> Task directions
Find the word "MemoryRecordStore" in the data below and copy each line that holds it.

Records from a dataset
┄┄┄┄┄┄┄┄┄┄┄┄┄┄┄┄┄┄┄┄

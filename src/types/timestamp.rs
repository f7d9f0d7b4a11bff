//! Timestamp parsing and formatting
//!
//! All accepted SQL date formats, tried most specific first so a fully
//! qualified timestamp is never truncated to a bare date. A plain integer
//! never parses as a date.

use chrono::{DateTime, FixedOffset, NaiveDate, NaiveTime, SecondsFormat, Utc};

use crate::error::{QuartzError, Result};

/// Short date format with a human-readable month element, e.g. `2015-Sep-10`.
pub const DATE_SHORT_FORMAT: &str = "%Y-%b-%d";

/// Fully numeric short date format, e.g. `2015-09-10`.
pub const DATE_NUMBER_FORMAT: &str = "%Y-%m-%d";

/// Long textual format without the trailing zone name, e.g.
/// `2015-09-10 13:37:00.000042 +0200`.
pub const DATE_TEXTUAL_FORMAT: &str = "%Y-%m-%d %H:%M:%S%.f %z";

/// Parse all accepted SQL date formats.
pub fn parse_date(data: &str) -> Result<DateTime<FixedOffset>> {
    // RFC 3339, with or without fractional seconds.
    if let Ok(t) = DateTime::parse_from_rfc3339(data) {
        return Ok(t);
    }

    // Long textual format, `YYYY-MM-DD HH:MM:SS[.f] ±ZZZZ TZ`. The trailing
    // zone abbreviation is informational only; the offset is authoritative.
    if let Ok(t) = DateTime::parse_from_str(strip_zone_name(data), DATE_TEXTUAL_FORMAT) {
        return Ok(t);
    }

    if let Ok(d) = NaiveDate::parse_from_str(data, DATE_SHORT_FORMAT) {
        return Ok(midnight_utc(d));
    }

    if let Ok(d) = NaiveDate::parse_from_str(data, DATE_NUMBER_FORMAT) {
        return Ok(midnight_utc(d));
    }

    Err(QuartzError::Type(format!("not a date: {data}")))
}

/// Current wall-clock time, the value NOW()/CURRENT_TIMESTAMP materialize to.
pub fn now() -> DateTime<FixedOffset> {
    Utc::now().fixed_offset()
}

/// Format a timestamp cell for emission: RFC 3339 with sub-second digits.
pub fn format_long(t: &DateTime<FixedOffset>) -> String {
    t.to_rfc3339_opts(SecondsFormat::AutoSi, true)
}

fn midnight_utc(d: NaiveDate) -> DateTime<FixedOffset> {
    d.and_time(NaiveTime::MIN).and_utc().fixed_offset()
}

/// Drop a trailing ` TZ` zone-name token (`... +0200 CEST` -> `... +0200`).
fn strip_zone_name(data: &str) -> &str {
    match data.rsplit_once(' ') {
        Some((head, tail))
            if !tail.is_empty() && tail.chars().all(|c| c.is_ascii_alphabetic()) =>
        {
            head
        }
        _ => data,
    }
}

#[cfg(test)]
mod tests {
    use super::*;

    #[test]
    fn test_parse_rfc3339_nano() {
        let t = parse_date("2015-09-10T13:37:00.000000042+02:00").unwrap();
        assert_eq!(t.timestamp_subsec_nanos(), 42);
    }

    #[test]
    fn test_parse_numeric_date() {
        let t = parse_date("2015-09-10").unwrap();
        assert_eq!(format_long(&t), "2015-09-10T00:00:00Z");
    }

    #[test]
    fn test_parse_month_name_date() {
        let t = parse_date("2015-Sep-10").unwrap();
        assert_eq!(format_long(&t), "2015-09-10T00:00:00Z");
    }

    #[test]
    fn test_parse_textual_with_zone_name() {
        let t = parse_date("2015-09-10 13:37:00.000042 +0200 CEST").unwrap();
        assert_eq!(t.offset().local_minus_utc(), 2 * 3600);
    }

    #[test]
    fn test_bare_integer_is_not_a_date() {
        assert!(parse_date("2015").is_err());
        assert!(parse_date("42").is_err());
    }

    #[test]
    fn test_roundtrip_through_long_format() {
        let t = now();
        let back = parse_date(&format_long(&t)).unwrap();
        assert_eq!(t, back);
    }
}
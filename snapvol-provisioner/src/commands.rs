//! Subcommand handlers.
//!
//! Each handler builds what it needs from the loaded [`Config`], runs one
//! engine operation and prints the resulting record.

use std::collections::HashMap;
use std::path::Path;
use std::sync::Arc;

use anyhow::{Context, Result};
use serde::Serialize;
use snapvol_engine::{
    DeleteOutcome, PluginRegistry, ProvisionRequest, Provisioner, ReclaimPolicy, RecordStore,
    RecordWriter, SnapshotTaker, VolumeClaim,
};
use tracing::{info, warn};

use crate::cli::{Command, OutputFormat, SnapshotCommand};
use crate::config::Config;
use crate::store::FileRecordStore;

/// Shared state of one invocation.
pub struct App {
    identity: String,
    registry: Arc<PluginRegistry>,
    store: Arc<FileRecordStore>,
    output: OutputFormat,
}

impl App {
    /// Build the plugin registry and open the record store.
    pub async fn new(config: &Config, output: OutputFormat) -> Self {
        let registry = PluginRegistry::from_config(&config.plugin_config()).await;
        info!(
            volume_types = ?registry.volume_types(),
            "Plugin registry built"
        );

        Self {
            identity: config.provisioner.get_identity(),
            registry: Arc::new(registry),
            store: Arc::new(FileRecordStore::new(&config.store.root)),
            output,
        }
    }

    pub fn identity(&self) -> &str {
        &self.identity
    }

    fn provisioner(&self) -> Provisioner {
        Provisioner::new(self.identity.clone(), self.registry.clone(), self.store.clone())
    }

    fn taker(&self) -> SnapshotTaker {
        SnapshotTaker::new(self.registry.clone(), self.store.clone())
    }

    pub async fn run(&self, command: Command) -> Result<()> {
        match command {
            Command::Provision {
                claim,
                volume_name,
                reclaim_policy,
                parameters,
            } => {
                self.provision(&claim, volume_name, &reclaim_policy, parameters.into_iter().collect())
                    .await
            }
            Command::Delete { volume } => self.delete(&volume).await,
            Command::Snapshot(SnapshotCommand::Create { namespace, name }) => {
                let snapshot = self
                    .taker()
                    .create(&namespace, &name)
                    .await
                    .with_context(|| format!("Failed to take snapshot {}/{}", namespace, name))?;
                self.print(&snapshot)
            }
            Command::Snapshot(SnapshotCommand::Delete { namespace, name }) => {
                let snapshot = self
                    .taker()
                    .delete(&namespace, &name)
                    .await
                    .with_context(|| format!("Failed to delete snapshot {}/{}", namespace, name))?;
                self.print(&snapshot)
            }
            Command::Plugins => {
                for volume_type in self.registry.volume_types() {
                    println!("{}", volume_type);
                }
                Ok(())
            }
        }
    }

    fn print<T: Serialize>(&self, record: &T) -> Result<()> {
        match self.output {
            OutputFormat::Yaml => print!("{}", serde_yaml::to_string(record)?),
            OutputFormat::Json => println!("{}", serde_json::to_string_pretty(record)?),
        }
        Ok(())
    }

    async fn provision(
        &self,
        claim_path: &Path,
        volume_name: String,
        reclaim_policy: &str,
        parameters: HashMap<String, String>,
    ) -> Result<()> {
        let claim = read_claim(claim_path)?;
        let reclaim_policy: ReclaimPolicy = reclaim_policy.parse()?;

        let request = ProvisionRequest {
            volume_name,
            claim,
            reclaim_policy,
            parameters,
        };

        let provisioner = self.provisioner();
        let volume = provisioner
            .provision(&request)
            .await
            .with_context(|| format!("Failed to provision volume {}", request.volume_name))?;

        if let Err(e) = self.store.put_volume(&volume).await {
            // Nothing records the restored volume; remove it so it does not leak.
            if let Err(cleanup) = provisioner.delete(&volume).await {
                warn!(error = %cleanup, volume = %volume.name, "Failed to remove unrecorded volume");
            }
            return Err(anyhow::Error::new(e).context(format!("Failed to store volume {}", volume.name)));
        }

        self.print(&volume)
    }

    async fn delete(&self, name: &str) -> Result<()> {
        let volume = self
            .store
            .get_volume(name)
            .await?
            .with_context(|| format!("Volume {} not found", name))?;

        match self
            .provisioner()
            .delete(&volume)
            .await
            .with_context(|| format!("Failed to delete volume {}", name))?
        {
            DeleteOutcome::Deleted => {
                self.store.delete_volume(name).await?;
                println!("deleted {}", name);
            }
            DeleteOutcome::Skipped { owner } => {
                warn!(volume = %name, owner = %owner, "Volume belongs to another provisioner");
                println!("skipped {} (owned by {})", name, owner);
            }
        }
        Ok(())
    }
}

fn read_claim(path: &Path) -> Result<VolumeClaim> {
    let content = std::fs::read_to_string(path)
        .with_context(|| format!("Failed to read claim file: {}", path.display()))?;
    serde_yaml::from_str(&content)
        .with_context(|| format!("Failed to parse claim file: {}", path.display()))
}
//! External command execution for CLI-driven backends.

use std::process::Output;

use tokio::process::Command;
use tracing::{debug, error};

use crate::error::{Result, SnapshotError};

/// Outcome of a removal command.
#[derive(Debug, Clone, Copy, PartialEq, Eq)]
pub(crate) enum Removal {
    Removed,
    AlreadyAbsent,
}

/// Spawn a command and wait for it. Failing to start it is a `BackendFailure`.
async fn execute(program: &str, args: &[&str]) -> Result<Output> {
    debug!(command = %program, args = ?args, "Executing command");

    Command::new(program)
        .args(args)
        .output()
        .await
        .map_err(|e| SnapshotError::BackendFailure(format!("Failed to execute {}: {}", program, e)))
}

fn exit_failure(program: &str, output: &Output) -> SnapshotError {
    let stderr = String::from_utf8_lossy(&output.stderr);
    error!(command = %program, status = ?output.status.code(), stderr = %stderr, "Command failed");
    SnapshotError::BackendFailure(format!(
        "{} failed ({}): {}",
        program,
        output.status,
        stderr.trim()
    ))
}

/// Run a command to completion and return its stdout.
///
/// A non-zero exit status is a `BackendFailure` carrying stderr.
pub(crate) async fn run(program: &str, args: &[&str]) -> Result<String> {
    let output = execute(program, args).await?;

    if !output.status.success() {
        return Err(exit_failure(program, &output));
    }

    Ok(String::from_utf8_lossy(&output.stdout).to_string())
}

/// Run a removal command.
///
/// `is_absent` is only consulted for a command that started and exited
/// non-zero, and only sees its stderr.
pub(crate) async fn run_removal<F>(program: &str, args: &[&str], is_absent: F) -> Result<Removal>
where
    F: Fn(&str) -> bool,
{
    let output = execute(program, args).await?;

    if output.status.success() {
        return Ok(Removal::Removed);
    }

    if is_absent(&String::from_utf8_lossy(&output.stderr)) {
        debug!(command = %program, "Removal target already absent");
        return Ok(Removal::AlreadyAbsent);
    }

    Err(exit_failure(program, &output))
}
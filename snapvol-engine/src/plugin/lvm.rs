//! LVM snapshot plugin.
//!
//! Snapshots are thin snapshot LVs of the source volume. Restoring takes a
//! writable thin snapshot of the snapshot, which leaves the original artifact
//! untouched and reusable for further restores.
//!
//! ## Prerequisites
//! - `lvm2` package installed (with `thin-provisioning-tools`)
//! - The configured volume group holds a thin pool
//! - Source volumes are thin volumes in that pool (`lvcreate -T vg/pool -V size -n name`)

use std::collections::HashMap;

use async_trait::async_trait;
use tracing::{info, instrument, warn};
use uuid::Uuid;

use super::command::{self, Removal};
use super::traits::{RestoredVolume, SnapshotPlugin};
use crate::cloud::{CloudContext, LvmContext};
use crate::error::{Result, SnapshotError};
use crate::types::{
    LvmSnapshotSource, SnapshotData, SnapshotDataSource, Volume, VolumeClaim, VolumeSource,
    VolumeType,
};

/// LVM snapshot plugin.
pub struct LvmPlugin {
    lvm: Option<LvmContext>,
}

impl LvmPlugin {
    /// Create an uninitialized plugin. `init` must supply an LVM context.
    pub fn new() -> Self {
        Self { lvm: None }
    }

    fn context(&self) -> Result<&LvmContext> {
        self.lvm
            .as_ref()
            .ok_or_else(|| SnapshotError::BackendFailure("lvm plugin not initialized".into()))
    }

    /// Reject logical volumes outside the managed volume group.
    fn check_group(ctx: &LvmContext, volume_group: &str) -> Result<()> {
        if volume_group != ctx.volume_group {
            return Err(SnapshotError::InvalidSpec(format!(
                "volume group {} is not managed by this provisioner (expected {})",
                volume_group, ctx.volume_group
            )));
        }
        Ok(())
    }

    /// `lvm <subcommand> ...` so a single binary path covers every tool.
    async fn run_lvm(ctx: &LvmContext, args: &[&str]) -> Result<String> {
        command::run(&ctx.lvm_path, args).await
    }

    /// `lvcreate` arguments for a thin snapshot `name` of `vg/origin`.
    ///
    /// Thin snapshots take no size and may themselves be snapshotted. They
    /// carry the activation skip flag by default, so it is cleared here to
    /// get a usable device.
    fn snapshot_args(volume_group: &str, origin: &str, name: &str) -> Vec<String> {
        vec![
            "lvcreate".to_string(),
            "-s".to_string(),
            "--setactivationskip".to_string(),
            "n".to_string(),
            "-n".to_string(),
            name.to_string(),
            format!("{}/{}", volume_group, origin),
        ]
    }

    /// Create a thin snapshot LV named `name` of `vg/origin`.
    async fn create_snapshot_lv(ctx: &LvmContext, origin: &str, name: &str) -> Result<()> {
        let args = Self::snapshot_args(&ctx.volume_group, origin, name);
        let args: Vec<&str> = args.iter().map(|s| s.as_str()).collect();
        Self::run_lvm(ctx, &args).await?;
        info!(origin = %origin, snapshot = %name, volume_group = %ctx.volume_group, "Snapshot LV created");
        Ok(())
    }

    /// Remove `vg/name`, treating an absent LV as done.
    async fn remove_lv(ctx: &LvmContext, name: &str) -> Result<()> {
        let lv_path = format!("{}/{}", ctx.volume_group, name);
        let outcome = command::run_removal(&ctx.lvm_path, &["lvremove", "-f", &lv_path], |stderr| {
            lv_absent(stderr, &lv_path)
        })
        .await?;

        match outcome {
            Removal::Removed => info!(lv = %lv_path, "LV removed"),
            Removal::AlreadyAbsent => warn!(lv = %lv_path, "LV already absent"),
        }
        Ok(())
    }

    /// Device path of a logical volume.
    pub fn lv_path(volume_group: &str, name: &str) -> String {
        format!("/dev/{}/{}", volume_group, name)
    }
}

/// lvm names the exact LV it could not find.
fn lv_absent(stderr: &str, lv_path: &str) -> bool {
    stderr.contains(&format!("Failed to find logical volume \"{}\"", lv_path))
}

impl Default for LvmPlugin {
    fn default() -> Self {
        Self::new()
    }
}

#[async_trait]
impl SnapshotPlugin for LvmPlugin {
    fn volume_type(&self) -> VolumeType {
        VolumeType::Lvm
    }

    fn init(&mut self, cloud: &CloudContext) -> Result<()> {
        match cloud {
            CloudContext::Lvm(ctx) => {
                self.lvm = Some(ctx.clone());
                Ok(())
            }
            other => Err(SnapshotError::Config(format!(
                "lvm plugin requires an lvm provider, got {:?}",
                other.kind()
            ))),
        }
    }

    #[instrument(skip(self, volume), fields(volume = %volume.name))]
    async fn snapshot_create(&self, volume: &Volume) -> Result<SnapshotDataSource> {
        let ctx = self.context()?;
        let src = volume.spec.source.lvm.as_ref().ok_or_else(|| {
            SnapshotError::InvalidSpec(format!("volume {} has no lvm source", volume.name))
        })?;
        Self::check_group(ctx, &src.volume_group)?;

        let name = format!("snap-{}", Uuid::new_v4());
        Self::create_snapshot_lv(ctx, &src.logical_volume, &name).await?;

        Ok(SnapshotDataSource {
            lvm: Some(LvmSnapshotSource {
                volume_group: src.volume_group.clone(),
                logical_volume: name,
            }),
            ..Default::default()
        })
    }

    #[instrument(skip(self, source))]
    async fn snapshot_delete(&self, source: &SnapshotDataSource) -> Result<()> {
        let ctx = self.context()?;
        let src = source.lvm.as_ref().ok_or_else(|| {
            SnapshotError::InvalidSpec(format!("invalid snapshot data source: {:?}", source))
        })?;
        Self::check_group(ctx, &src.volume_group)?;

        Self::remove_lv(ctx, &src.logical_volume).await
    }

    #[instrument(skip(self, data, _claim, _parameters), fields(snapshot_data = %data.name))]
    async fn snapshot_restore(
        &self,
        data: &SnapshotData,
        _claim: &VolumeClaim,
        volume_name: &str,
        _parameters: &HashMap<String, String>,
    ) -> Result<RestoredVolume> {
        let ctx = self.context()?;
        let src = data.source.lvm.as_ref().ok_or_else(|| {
            SnapshotError::InvalidSpec(format!("SnapshotData {} has no lvm source", data.name))
        })?;
        Self::check_group(ctx, &src.volume_group)?;

        let name = format!("restore-{}", Uuid::new_v4());
        Self::create_snapshot_lv(ctx, &src.logical_volume, &name).await?;

        info!(
            device = %Self::lv_path(&src.volume_group, &name),
            volume = %volume_name,
            "Snapshot restored"
        );
        Ok(RestoredVolume::new(VolumeSource::lvm(&src.volume_group, name)))
    }

    #[instrument(skip(self, volume), fields(volume = %volume.name))]
    async fn volume_delete(&self, volume: &Volume) -> Result<()> {
        let ctx = self.context()?;
        let src = volume.spec.source.lvm.as_ref().ok_or_else(|| {
            SnapshotError::InvalidSpec(format!("volume {} has no lvm source", volume.name))
        })?;
        Self::check_group(ctx, &src.volume_group)?;

        Self::remove_lv(ctx, &src.logical_volume).await
    }
}
//! Command-line argument parsing.

use std::path::PathBuf;

use clap::{Parser, Subcommand, ValueEnum};

/// snapvol Provisioner - restores volume snapshots into new volumes
#[derive(Parser, Debug)]
#[command(name = "snapvol-provisioner")]
#[command(about = "snapvol Provisioner - restores volume snapshots into new volumes")]
#[command(version)]
pub struct Args {
    /// Path to configuration file (optional, defaults used if not found)
    #[arg(short, long, global = true)]
    pub config: Option<PathBuf>,

    /// Log level (trace, debug, info, warn, error)
    #[arg(short, long, global = true, default_value = "info")]
    pub log_level: String,

    /// Log format (pretty, json)
    #[arg(long, global = true)]
    pub log_format: Option<String>,

    /// Unique provisioner identity (UUID generated if not provided)
    #[arg(long = "id", global = true, env = "SNAPVOL_PROVISIONER_ID")]
    pub id: Option<String>,

    /// Cloud provider whose plugin should be registered (ceph, lvm)
    #[arg(long = "cloudprovider", global = true)]
    pub cloud_provider: Option<String>,

    /// Path to the cloud provider configuration file
    #[arg(long = "cloudconfig", global = true, requires = "cloud_provider")]
    pub cloud_config: Option<PathBuf>,

    /// Root directory of the record store
    #[arg(long, global = true, env = "SNAPVOL_STORE")]
    pub store: Option<PathBuf>,

    /// Format of printed records
    #[arg(short, long, global = true, value_enum, default_value_t = OutputFormat::Yaml)]
    pub output: OutputFormat,

    #[command(subcommand)]
    pub command: Command,
}

/// Format of records printed to stdout.
#[derive(ValueEnum, Debug, Clone, Copy, PartialEq, Eq)]
pub enum OutputFormat {
    Yaml,
    Json,
}

#[derive(Subcommand, Debug)]
pub enum Command {
    /// Provision a volume from the snapshot named by a claim
    Provision {
        /// Path to the VolumeClaim YAML
        #[arg(long)]
        claim: PathBuf,

        /// Name of the volume to create
        #[arg(long)]
        volume_name: String,

        /// Reclaim policy of the new volume (Retain, Delete)
        #[arg(long, default_value = "Delete")]
        reclaim_policy: String,

        /// Storage class parameter passed to the plugin (key=value)
        #[arg(long = "param", value_parser = parse_key_val)]
        parameters: Vec<(String, String)>,
    },

    /// Delete a volume created by this provisioner
    Delete {
        /// Volume name
        volume: String,
    },

    /// Take or delete snapshots
    #[command(subcommand)]
    Snapshot(SnapshotCommand),

    /// List registered volume types
    Plugins,
}

#[derive(Subcommand, Debug)]
pub enum SnapshotCommand {
    /// Take the snapshot and bind it to new SnapshotData
    Create { namespace: String, name: String },

    /// Delete the snapshot's artifact and unbind it
    Delete { namespace: String, name: String },
}

fn parse_key_val(s: &str) -> Result<(String, String), String> {
    let (key, value) = s
        .split_once('=')
        .ok_or_else(|| format!("expected key=value, got '{}'", s))?;
    Ok((key.to_string(), value.to_string()))
}
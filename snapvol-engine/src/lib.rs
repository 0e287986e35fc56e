//! # snapvol Engine
//!
//! Restores volume snapshots into new volumes.
//!
//! A claim annotated with a snapshot name is turned into a bound volume by
//! asking the backend plugin for the snapshot's volume type to materialize the
//! snapshot artifact at a new location. Supported backends:
//! - **HostPath** - tarballs of local directories
//! - **RBD** - Ceph RBD snapshots and clones
//! - **LVM** - LVM snapshot volumes
//!
//! ## Architecture
//!
//! ```text
//! ┌──────────────────────┐      ┌──────────────────────┐
//! │     Provisioner      │      │    SnapshotTaker     │
//! │  (provision, delete) │      │   (create, delete)   │
//! └──────────┬───────────┘      └──────────┬───────────┘
//!            │                             │
//!            ├──────────────┬──────────────┤
//!            ▼              ▼              ▼
//!   ┌────────────────┐  ┌────────────────────────┐
//!   │ PluginRegistry │  │ RecordStore / Writer   │
//!   └───────┬────────┘  └────────────────────────┘
//!           ▼
//!   HostPath │ RBD │ LVM
//! ```
//!
//! ## Usage
//!
//! ```rust,ignore
//! use std::sync::Arc;
//! use snapvol_engine::{MemoryRecordStore, PluginConfig, PluginRegistry, ProvisionRequest,
//!     Provisioner, VolumeClaim};
//!
//! #[tokio::main]
//! async fn main() {
//!     let registry = Arc::new(PluginRegistry::from_config(&PluginConfig::default()).await);
//!     let store = Arc::new(MemoryRecordStore::new());
//!     let provisioner = Provisioner::new("prov-A", registry, store);
//!
//!     let claim = VolumeClaim::new("default", "restored").from_snapshot("s1");
//!     let volume = provisioner
//!         .provision(&ProvisionRequest::new("pv-1", claim))
//!         .await
//!         .unwrap();
//! }
//! ```

pub mod cloud;
pub mod error;
pub mod plugin;
pub mod reconciler;
pub mod store;
pub mod taker;
pub mod types;

pub use cloud::{init_provider, CephContext, CloudContext, LvmContext, ProviderKind};
pub use error::{RecordKind, Result, SnapshotError};
pub use plugin::{
    HostPathConfig,
    HostPathPlugin,
    LvmPlugin,
    MockCall,
    MockPlugin,
    PluginConfig,
    PluginRegistry,
    ProviderConfig,
    RbdPlugin,
    RestoredVolume,
    SnapshotPlugin,
};
pub use reconciler::{DeleteOutcome, ProvisionPhase, Provisioner};
pub use store::{MemoryRecordStore, RecordStore, RecordWriter};
pub use taker::SnapshotTaker;
pub use types::*;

┄┄┄┄┄┄┄┄┄┄┄┄┄┄┄┄┄┄┄┄

> Exercise solution
//! use snapvol_engine::{MemoryRecordStore, PluginConfig, PluginRegistry, ProvisionRequest,
//!     let store = Arc::new(MemoryRecordStore::new());
pub use store::{MemoryRecordStore, RecordStore, RecordWriter};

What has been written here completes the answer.